At the end, we asked 5 participants to share their thoughts about the workshop, on what they learned, and what they are taking with them as they go home.
Lattana Sengdala, Lao Disabled People’s Association
For Lattana, she said the facilitation techniques and training methodology were quite useful.
She will be able to use what she learned as part of her work with the Lao Disabled People’s Association. They organise similar events in order to advocate for the rights of people with disability in Laos.
She also said that everyone was being inclusive and friendly in their own way. Participants shared what they know, made comments and suggestions to different ideas in the spirit of learning. It was an opportunity for her to get to know new friends.
Pitra Ayi Listani, EngageMedia
Pitra appreciated how the barriers to inclusion are much more concrete, enabling her to identify them as they arise. It comes from the realisation that some barriers to inclusion are dependent on your own attitudes as an individual. She is undergoing self-reflection on what does this mean to her work in EngageMedia and their work as Voice Indonesia’s linking and learning organisation.
Sengarun Budcharern, Voice Lao
Sengarun was inspired on how can Voice focus on the needs of people with disabilities and the LGBTQI community in Laos. He sees inclusiveness as being able to highlight the strengths of others while supporting them where they need to help.

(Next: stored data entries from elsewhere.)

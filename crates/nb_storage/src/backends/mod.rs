pub mod memory;

#[cfg(feature = "sqlite")]
pub mod sqlite;

pub use memory::MemoryStore;

#[cfg(feature = "sqlite")]
pub use sqlite::SqliteStore;
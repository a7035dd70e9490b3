//! Relevance decision rules.
//!
//! Stage 1 is a keyword veto, not a positive classifier: a model response
//! naming any of the vetoed categories marks the item not relevant, anything
//! else passes. Ambiguous responses therefore default to relevant, a
//! deliberate bias toward over-inclusion.

#[derive(Debug, Clone, Copy, PartialEq, Eq)]
pub enum Category {
    Sports,
    Entertainment,
    Business,
    Routine,
    Economic,
}

/// Category keywords the relevance stage vetoes on. Kept as a named table
/// so the policy can change without touching control flow.
pub const VETO_KEYWORDS: &[(&str, Category)] = &[
    ("ספורט", Category::Sports),
    ("בידור", Category::Entertainment),
    ("עסקים", Category::Business),
    ("שגרתי", Category::Routine),
    ("כלכלי", Category::Economic),
];

/// First vetoed category mentioned in a relevance response, if any.
pub fn veto_category(response: &str) -> Option<Category> {
    VETO_KEYWORDS
        .iter()
        .find(|(keyword, _)| response.contains(keyword))
        .map(|(_, category)| *category)
}

#[cfg(test)]
mod tests {
    use super::*;

    #[test]
    fn test_sports_response_is_vetoed() {
        assert_eq!(veto_category("זהו נושא ספורטיבי"), Some(Category::Sports));
    }

    #[test]
    fn test_political_response_passes() {
        assert_eq!(veto_category("נושא פוליטי שנוי במחלוקת"), None);
    }

    #[test]
    fn test_economic_response_is_vetoed() {
        assert_eq!(
            veto_category("מדובר בדיווח כלכלי שגרתי"),
            Some(Category::Routine)
        );
    }
}
pub mod clean;
pub mod coordinator;
pub mod datetime;
pub mod dedup;
pub mod extract;
pub mod fetcher;
pub mod filters;

pub use coordinator::{IngestConfig, IngestCoordinator, IngestReport};
pub use fetcher::HttpFetcher;
use async_trait::async_trait;
use crate::Result;

/// Raw page retrieval. Implementations own their timeout policy; a timeout
/// surfaces to callers as an ordinary fetch failure.
#[async_trait]
pub trait PageFetcher: Send + Sync {
    async fn fetch(&self, url: &str) -> Result<String>;
}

Soklang Chhuon, Voice Cambodia
Soklang reflects on what does it actually mean to be inclusive in her work as a Monitoring, Evaluation, Accountability and Learning (MEAL) officer. She asks what does it mean to have an inclusive MEAL framework? How do you implement a participatory MEAL plan? What tools are already out there?
Zack Lee, Voice Indonesia & Philippines
Zack realised how easy it is for him to be exclusionary. Inclusivity requires examining what he does every day and making changes to practices he has taken for granted. People’s capacity to be open and patient with each other surprised him.